Office of Sport

Agency overview
- Formed: 1955; 71 years ago
- Preceding Agency: NSW Sport and Recreation; New South Wales Department of Tourism, Sport and Recreation;
- Type: Government agency
- Jurisdiction: New South Wales
- Headquarters: Level 3, 6B Figtree Drive, Sydney Olympic Park
- Minister responsible: The Hon. Steve Kamper MP, Minister for Sport;
- Agency executive: Adam Berry, Chief Executive, Office of Sport;
- Parent department: Department of Creative Industries, Tourism, Hospitality and Sport
- Website: www.sport.nsw.gov.au

= Office of Sport (New South Wales) =

Agency of the New South Wales Government

The New South Wales Office of Sport, an agency of the New South Wales Government, is responsible for assisting the people of New South Wales to participate in sport and active recreation, in order to improve personal and community well being.

Administratively, the agency is a division within the Department of Creative Industries, Tourism, Hospitality and Sport. The Chief Executive of the Office of Sport is Adam Berry. The agency is responsible to the Minister for Sport, presently The Hon. Steve Kamper .

==History==
The history of the agency goes back to 1955 when the New South Wales Department of Sport and Recreation was formed. In 2003 the agency was reincarnated as the New South Wales Department of Tourism, Sport and Recreation (2003 to 2006), the Department of the Arts, Sport and Recreation (2006 to 2009), Communities NSW (2009 to 2011), and Office of Communities, Sport & Recreation (2011–2014). NSW Sport and Recreation was formed in 2014.

==Branches==

The Office of Sport is divided into three branches:

===Commercial Services===
As part of its commitment to the people of NSW, the Office of Sport manages ten centres in NSW, three Olympic sport venues and The Duke of Edinburgh's Award.

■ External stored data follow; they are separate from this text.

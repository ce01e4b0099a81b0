//! Database schema definitions
//!
//! `urls` holds per-URL crawl metadata. `documents` is an FTS5 table over
//! extracted page text; the porter tokenizer gives word stemming so that
//! "derivatives" matches "derivative".

/// SQL schema for the database
pub const SCHEMA_SQL: &str = r#"
-- Crawl metadata, one row per fetched URL
CREATE TABLE IF NOT EXISTS urls (
    url TEXT PRIMARY KEY,
    domain TEXT NOT NULL,
    topic TEXT NOT NULL,
    fetched_at TEXT NOT NULL,
    etag TEXT,
    last_modified TEXT,
    status INTEGER NOT NULL
);

CREATE INDEX IF NOT EXISTS idx_urls_domain ON urls(domain);
CREATE INDEX IF NOT EXISTS idx_urls_topic ON urls(topic);

-- Full-text index of extracted documents; at most one row per url
CREATE VIRTUAL TABLE IF NOT EXISTS documents USING fts5(
    url UNINDEXED,
    title,
    text,
    domain UNINDEXED,
    topic UNINDEXED,
    created_at UNINDEXED,
    tokenize = 'porter unicode61'
);
"#;

/// Initializes the database schema
///
/// Every statement is `IF NOT EXISTS`, so this is safe on every startup.
pub fn initialize_schema(conn: &rusqlite::Connection) -> Result<(), rusqlite::Error> {
    conn.execute_batch(SCHEMA_SQL)
}
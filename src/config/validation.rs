use crate::config::types::{Config, CrawlerConfig, SiteEntry, StorageConfig, UserAgentConfig};
use crate::ConfigError;
use regex::Regex;
use url::Url;

/// Validates the entire configuration
pub fn validate(config: &Config) -> Result<(), ConfigError> {
    validate_crawler_config(&config.crawler)?;
    validate_user_agent_config(&config.user_agent)?;
    validate_storage_config(&config.storage)?;
    validate_sites(&config.sites)?;
    Ok(())
}

fn validate_crawler_config(config: &CrawlerConfig) -> Result<(), ConfigError> {
    if config.max_pages < 1 {
        return Err(ConfigError::Validation(format!(
            "max_pages must be >= 1, got {}",
            config.max_pages
        )));
    }

    if config.min_text_chars < 1 {
        return Err(ConfigError::Validation(format!(
            "min_text_chars must be >= 1, got {}",
            config.min_text_chars
        )));
    }

    if config.fetch_timeout_secs < 1 {
        return Err(ConfigError::Validation(format!(
            "fetch_timeout_secs must be >= 1, got {}",
            config.fetch_timeout_secs
        )));
    }

    Ok(())
}

fn validate_user_agent_config(config: &UserAgentConfig) -> Result<(), ConfigError> {
    if config.crawler_name.is_empty() {
        return Err(ConfigError::Validation(
            "crawler_name cannot be empty".to_string(),
        ));
    }

    if !config
        .crawler_name
        .chars()
        .all(|c| c.is_alphanumeric() || c == '-')
    {
        return Err(ConfigError::Validation(format!(
            "crawler_name must contain only alphanumeric characters and hyphens, got '{}'",
            config.crawler_name
        )));
    }

    Url::parse(&config.contact_url)
        .map_err(|e| ConfigError::InvalidUrl(format!("Invalid contact_url: {}", e)))?;

    validate_email(&config.contact_email)?;

    Ok(())
}

fn validate_storage_config(config: &StorageConfig) -> Result<(), ConfigError> {
    if config.database_path.is_empty() {
        return Err(ConfigError::Validation(
            "database_path cannot be empty".to_string(),
        ));
    }

    Ok(())
}

/// Validates site entries: domain patterns and allow-list regexes
fn validate_sites(sites: &[SiteEntry]) -> Result<(), ConfigError> {
    for entry in sites {
        validate_domain_pattern(&entry.domain)?;

        for pattern in &entry.allow {
            Regex::new(pattern).map_err(|source| ConfigError::InvalidPathPattern {
                pattern: pattern.clone(),
                source,
            })?;
        }
    }

    for (i, entry) in sites.iter().enumerate() {
        if sites[..i].iter().any(|other| other.domain == entry.domain) {
            return Err(ConfigError::Validation(format!(
                "site '{}' is listed more than once",
                entry.domain
            )));
        }
    }

    Ok(())
}

/// Validates a domain pattern (supports a leading "*." wildcard)
fn validate_domain_pattern(pattern: &str) -> Result<(), ConfigError> {
    if pattern.is_empty() {
        return Err(ConfigError::InvalidPattern(
            "Domain pattern cannot be empty".to_string(),
        ));
    }

    match pattern.strip_prefix("*.") {
        Some(domain) => validate_domain_string(domain),
        None => validate_domain_string(pattern),
    }
}

/// Validates a domain string (without wildcard prefix)
fn validate_domain_string(domain: &str) -> Result<(), ConfigError> {
    if domain.is_empty() {
        return Err(ConfigError::InvalidPattern(
            "Domain cannot be empty".to_string(),
        ));
    }

    if !domain
        .chars()
        .all(|c| c.is_ascii_lowercase() || c.is_ascii_digit() || c == '.' || c == '-')
    {
        return Err(ConfigError::InvalidPattern(format!(
            "Domain '{}' must be lowercase letters, digits, '.' or '-'",
            domain
        )));
    }

    if domain.starts_with('.')
        || domain.ends_with('.')
        || domain.starts_with('-')
        || domain.ends_with('-')
    {
        return Err(ConfigError::InvalidPattern(format!(
            "Domain '{}' cannot start or end with '.' or '-'",
            domain
        )));
    }

    if domain.contains("..") {
        return Err(ConfigError::InvalidPattern(format!(
            "Domain '{}' cannot contain consecutive dots",
            domain
        )));
    }

    if !domain.contains('.') {
        return Err(ConfigError::InvalidPattern(format!(
            "Domain '{}' must contain at least one dot (e.g., 'example.org')",
            domain
        )));
    }

    Ok(())
}

/// Basic email validation
fn validate_email(email: &str) -> Result<(), ConfigError> {
    let invalid = || ConfigError::Validation(format!("Invalid email format: '{}'", email));

    let (local, domain) = email.split_once('@').ok_or_else(invalid)?;
    if local.is_empty() || domain.is_empty() || domain.contains('@') {
        return Err(invalid());
    }

    if !domain.contains('.') {
        return Err(ConfigError::Validation(format!(
            "Invalid email domain: '{}'",
            email
        )));
    }

    Ok(())
}
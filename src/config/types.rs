use serde::Deserialize;

/// Main configuration structure for Scholar-Crawl
#[derive(Debug, Clone, Deserialize)]
pub struct Config {
    #[serde(default)]
    pub crawler: CrawlerConfig,
    #[serde(rename = "user-agent")]
    pub user_agent: UserAgentConfig,
    pub storage: StorageConfig,
    #[serde(default, rename = "site")]
    pub sites: Vec<SiteEntry>,
}

/// Crawler behavior configuration
#[derive(Debug, Clone, Deserialize)]
pub struct CrawlerConfig {
    /// Default number of documents a crawl may store
    #[serde(rename = "max-pages", default = "default_max_pages")]
    pub max_pages: usize,

    /// Fixed pause after every fetch (milliseconds)
    #[serde(rename = "politeness-delay-ms", default = "default_politeness_delay_ms")]
    pub politeness_delay_ms: u64,

    /// Extracted text shorter than this is not stored
    #[serde(rename = "min-text-chars", default = "default_min_text_chars")]
    pub min_text_chars: usize,

    /// Per-request timeout (seconds)
    #[serde(rename = "fetch-timeout-secs", default = "default_fetch_timeout_secs")]
    pub fetch_timeout_secs: u64,
}

impl Default for CrawlerConfig {
    fn default() -> Self {
        Self {
            max_pages: default_max_pages(),
            politeness_delay_ms: default_politeness_delay_ms(),
            min_text_chars: default_min_text_chars(),
            fetch_timeout_secs: default_fetch_timeout_secs(),
        }
    }
}

fn default_max_pages() -> usize {
    20
}

fn default_politeness_delay_ms() -> u64 {
    500
}

fn default_min_text_chars() -> usize {
    600
}

fn default_fetch_timeout_secs() -> u64 {
    10
}

/// User agent identification configuration
#[derive(Debug, Clone, Deserialize)]
pub struct UserAgentConfig {
    /// Name of the crawler
    #[serde(rename = "crawler-name")]
    pub crawler_name: String,

    /// Version of the crawler
    #[serde(rename = "crawler-version")]
    pub crawler_version: String,

    /// URL with information about the crawler
    #[serde(rename = "contact-url")]
    pub contact_url: String,

    /// Email address for crawler-related contact
    #[serde(rename = "contact-email")]
    pub contact_email: String,
}

/// Storage configuration
#[derive(Debug, Clone, Deserialize)]
pub struct StorageConfig {
    /// Path to the SQLite database file
    #[serde(rename = "database-path")]
    pub database_path: String,
}

/// A whitelisted site: crawl policy plus ranking trust
#[derive(Debug, Clone, Deserialize)]
pub struct SiteEntry {
    /// Domain pattern (e.g., "en.wikipedia.org" or "*.example.org")
    pub domain: String,

    /// How many link hops to follow from a seed on this domain
    #[serde(default = "default_depth")]
    pub depth: u32,

    /// Path regexes; a URL is crawlable only if its path matches one
    #[serde(default)]
    pub allow: Vec<String>,

    /// Static reputation weight used by search ranking
    #[serde(default)]
    pub trust: i32,
}

fn default_depth() -> u32 {
    1
}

The Sport and Recreation Centres offer people of all ages the opportunity to participate in well-planned recreational and sporting activities in a residential environment at an economical cost. The Centres offer the following programs and services:
- School camps for government, independent and catholic schools throughout NSW (targeted at primary and high school students)
- Kids and family holiday camps – during school holidays
- Programs for under-represented and disadvantaged groups such as respite camps for disabled teens
- Active experiences and outdoor education programs for corporates and community groups.

The ten Sport and Recreation Centres are located at:
- Berry (South Coast)
- Broken Bay (Hawkesbury)
- Borambola (Riverina)
- Jindabyne (Snowy Mountains)
- Lake Ainsworth (North Coast)
- Lake Burrendong (Western NSW)
- Lake Keepit (North West NSW)
- Milson Island (Hawkesbury)
- Narrabeen (Sydney)
- Point Wolstoncroft (Hunter)

Olympic Sport Venues include:
- Sydney International Equestrian Centre (Sydney)
- Sydney International Regatta Centre (Sydney)
- Sydney International Shooting Centre (Sydney)
- Penrith Whitewater Stadium (Sydney)

===Participation and Partnerships===
The Participation and Partnerships branch incorporates regions, funding and performance, and industry programs.

The Office of Sport has offices in:
- Sydney (Central Region)
- Borambola near Wagga Wagga (Southern Region)
- Dubbo (Western Region)
- Lennox Head (Northern Region)
- Newcastle (Northern Region)
- Orange (Western Region)
- Ourimbah (Northern Region)
- Tamworth (Western Region)
- Wollongong (Central Region)

These offices work closely with local government, non-government agencies, community and sporting organisations to facilitate, implement and promote greater opportunities for sport and recreation in the community.

===Policy and Strategy===
The Policy and Strategy branch develops and provides strategic advice to the Minister, Chief Executive and Executive Director. The branch works closely with stakeholders in the sport and recreation sector, other entities within the portfolio and key government agencies including Infrastructure NSW, Destination NSW and NSW Treasury.

The branch is responsible for the development and implementation of key major projects including the NSW Stadia Strategy. The NSW Government announced in September 2015 that more than $1.6 billion will be invested in the stadia network over the next decade. $600 million has been set aside in Rebuilding NSW and the NSW Government will provide a further allocation of funding to complete the projects.